Panchina rossa

Ci sono due date sul calendario che hanno l’intento di portare a delle riflessioni sulla tematica della lotta contro la violenza sulle donne: l’8 Marzo “La giornata internazionale dei diritti della donna” che dal 1977 vuole celebrare le conquiste sociali, economiche, politiche, i riconoscimenti, e mostrare le discriminazioni e le violenze cui oggetto sono le donne in tutto il mondo. L’altra, è quella del 25 Novembre, dal 1999 la “Giornata internazionale contro la violenza sulle donne”.

Due giornate designate in cui vengono presentate statistiche, sviscerate le tipologie di violenze ogni giorno perpetrate ai danni delle donne. La volontà sarebbe quella di incanalare l’attenzione su una tematica difficile da affrontare, alla quale è difficile dare ascolto, prestare attenzione e far fronte, poiché porta con sé più punti di vista, perché di più tipi sono le violenze contro cui occorre combattere e su cui occorre mantenere un forte dialogo capace di dare la conoscenza e l’educazione di un fenomeno che, nella sua forma più violenta, ha dovuto trovare una sua terminologia per le implicazioni che porta con sé: non più solo “omicidio” ma “femminicidio”. Un termine a parte che aveva la necessità di esprimere altri significati per spiegare perché una donna viene uccisa: la coercizione, l’oppressione, “l’eliminazione materiale e simbolica delle donne e al controllo del resto. […] Nel femminicidio c’è volontà, ci sono decisioni e ci sono responsabilità sociali e individuali.” (Marcela Lagarde, Identidades de género y derechos humanos. La construcción de las humanas)

Un atto violento, di distruzione della persona stessa, di ciò che essa rappresenta.

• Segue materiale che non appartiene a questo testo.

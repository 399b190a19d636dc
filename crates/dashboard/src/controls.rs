//! Request Controls: strike-rate slider and row limits

use thiserror::Error;

/// Rejected control value
#[derive(Debug, Clone, PartialEq, Eq, Error)]
pub enum ControlError {
    /// Value outside the allowed range
    #[error("{field} value {value} is out of range [{min}, {max}]")]
    OutOfRange {
        field: &'static str,
        value: u64,
        min: u64,
        max: u64,
    },

    /// Value not on the slider's step grid
    #[error("{field} value {value} is not a multiple of {step}")]
    OffStep {
        field: &'static str,
        value: u64,
        step: u64,
    },
}

/// Allowed ranges for dashboard controls
#[derive(Debug, Clone)]
pub struct ControlConfig {
    /// Strike-rate slider bounds
    pub strike_rate_range: (u32, u32),
    /// Strike-rate slider step
    pub strike_rate_step: u32,
    /// Slider position when none is given
    pub default_strike_rate: u32,
    /// Row limit bounds for ranked lists
    pub limit_range: (usize, usize),
}

impl Default for ControlConfig {
    fn default() -> Self {
        Self {
            strike_rate_range: (100, 200),
            strike_rate_step: 5,
            default_strike_rate: 130,
            limit_range: (1, 50),
        }
    }
}

/// Validator for query controls
#[derive(Debug, Clone, Default)]
pub struct Controls {
    config: ControlConfig,
}

impl Controls {
    pub fn new(config: ControlConfig) -> Self {
        Self { config }
    }

    /// Validate a single value against an inclusive range
    pub fn validate_range(
        &self,
        field: &'static str,
        value: u64,
        range: (u64, u64),
    ) -> Result<u64, ControlError> {
        if value < range.0 || value > range.1 {
            Err(ControlError::OutOfRange {
                field,
                value,
                min: range.0,
                max: range.1,
            })
        } else {
            Ok(value)
        }
    }

    /// Resolve the strike-rate threshold, defaulting to the slider's start
    pub fn strike_rate(&self, requested: Option<u32>) -> Result<f64, ControlError> {
        let value = requested.unwrap_or(self.config.default_strike_rate);
        let (min, max) = self.config.strike_rate_range;
        self.validate_range("min_strike_rate", u64::from(value), (u64::from(min), u64::from(max)))?;

        let step = self.config.strike_rate_step;
        if step > 0 && (value - min) % step != 0 {
            return Err(ControlError::OffStep {
                field: "min_strike_rate",
                value: u64::from(value),
                step: u64::from(step),
            });
        }

        Ok(f64::from(value))
    }

    /// Resolve a row limit, falling back to `default`
    pub fn limit(&self, requested: Option<usize>, default: usize) -> Result<usize, ControlError> {
        let value = requested.unwrap_or(default);
        let (min, max) = self.config.limit_range;
        self.validate_range("limit", value as u64, (min as u64, max as u64))?;
        Ok(value)
    }
}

Per questo allora non sono sufficienti due giornate in cui peraltro tra mimose e feste ne viene perso di vista il reale significato, che vuole ricordarci le conquiste fatte da una parte, e dall’altra vuole interpellare la società tutta a non considerare solo i numeri che vengono presentati continuamente quasi a prova tangibile del problema, ma a una riflessione più ampia su tutte le forme di violenza, fisica, economica, psicologica, che non appartiene solo al singolo, ma anche alla società.

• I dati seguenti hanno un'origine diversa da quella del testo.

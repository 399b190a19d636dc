//! Grouped Totals and Deterministic Ranking

use serde::Serialize;
use std::cmp::Ordering;
use std::collections::HashMap;

/// Aggregate for one player (runs scored or wickets taken)
#[derive(Debug, Clone, PartialEq, Eq, Serialize)]
pub struct PlayerTotal {
    pub player: String,
    pub total: u64,
}

/// Running totals keyed by name
#[derive(Debug, Default)]
pub(crate) struct Tally<'a> {
    totals: HashMap<&'a str, u64>,
}

impl<'a> Tally<'a> {
    pub(crate) fn new() -> Self {
        Self::default()
    }

    /// Add `amount` to the total for `name`
    pub(crate) fn add(&mut self, name: &'a str, amount: u64) {
        *self.totals.entry(name).or_insert(0) += amount;
    }

    /// Totals sorted descending, names ascending on ties, truncated to `n`
    pub(crate) fn top(self, n: usize) -> Vec<(String, u64)> {
        let mut ranked: Vec<(&str, u64)> = self.totals.into_iter().collect();
        ranked.sort_by(|a, b| by_total_then_name(a.1, a.0, b.1, b.0));
        ranked
            .into_iter()
            .take(n)
            .map(|(name, total)| (name.to_string(), total))
            .collect()
    }

    pub(crate) fn into_players(self, n: usize) -> Vec<PlayerTotal> {
        self.top(n)
            .into_iter()
            .map(|(player, total)| PlayerTotal { player, total })
            .collect()
    }
}

/// Ordering for rankings: larger total first, then name ascending
pub(crate) fn by_total_then_name<T: PartialOrd>(
    a_total: T,
    a_name: &str,
    b_total: T,
    b_name: &str,
) -> Ordering {
    b_total
        .partial_cmp(&a_total)
        .unwrap_or(Ordering::Equal)
        .then_with(|| a_name.cmp(b_name))
}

Da qualche giorno è uscita la campagna firmata dal magazine americano Girls Girls Girls, diventata subito virale, in cui Cynthia Nixon è la voce narrante che attraverso le parole che Camille Rainville pubblicò nel suo blog tre anni fa, racconta le pressioni, le costrizioni, i pregiudizi e le contraddizioni che ogni donna deve costantemente affrontare.

 

“Be a Lady, they said”

E nessuno dovrebbe dire come, né quando. Si può, si deve lavorare sul come combattere queste violenze, e non solo l’8 marzo.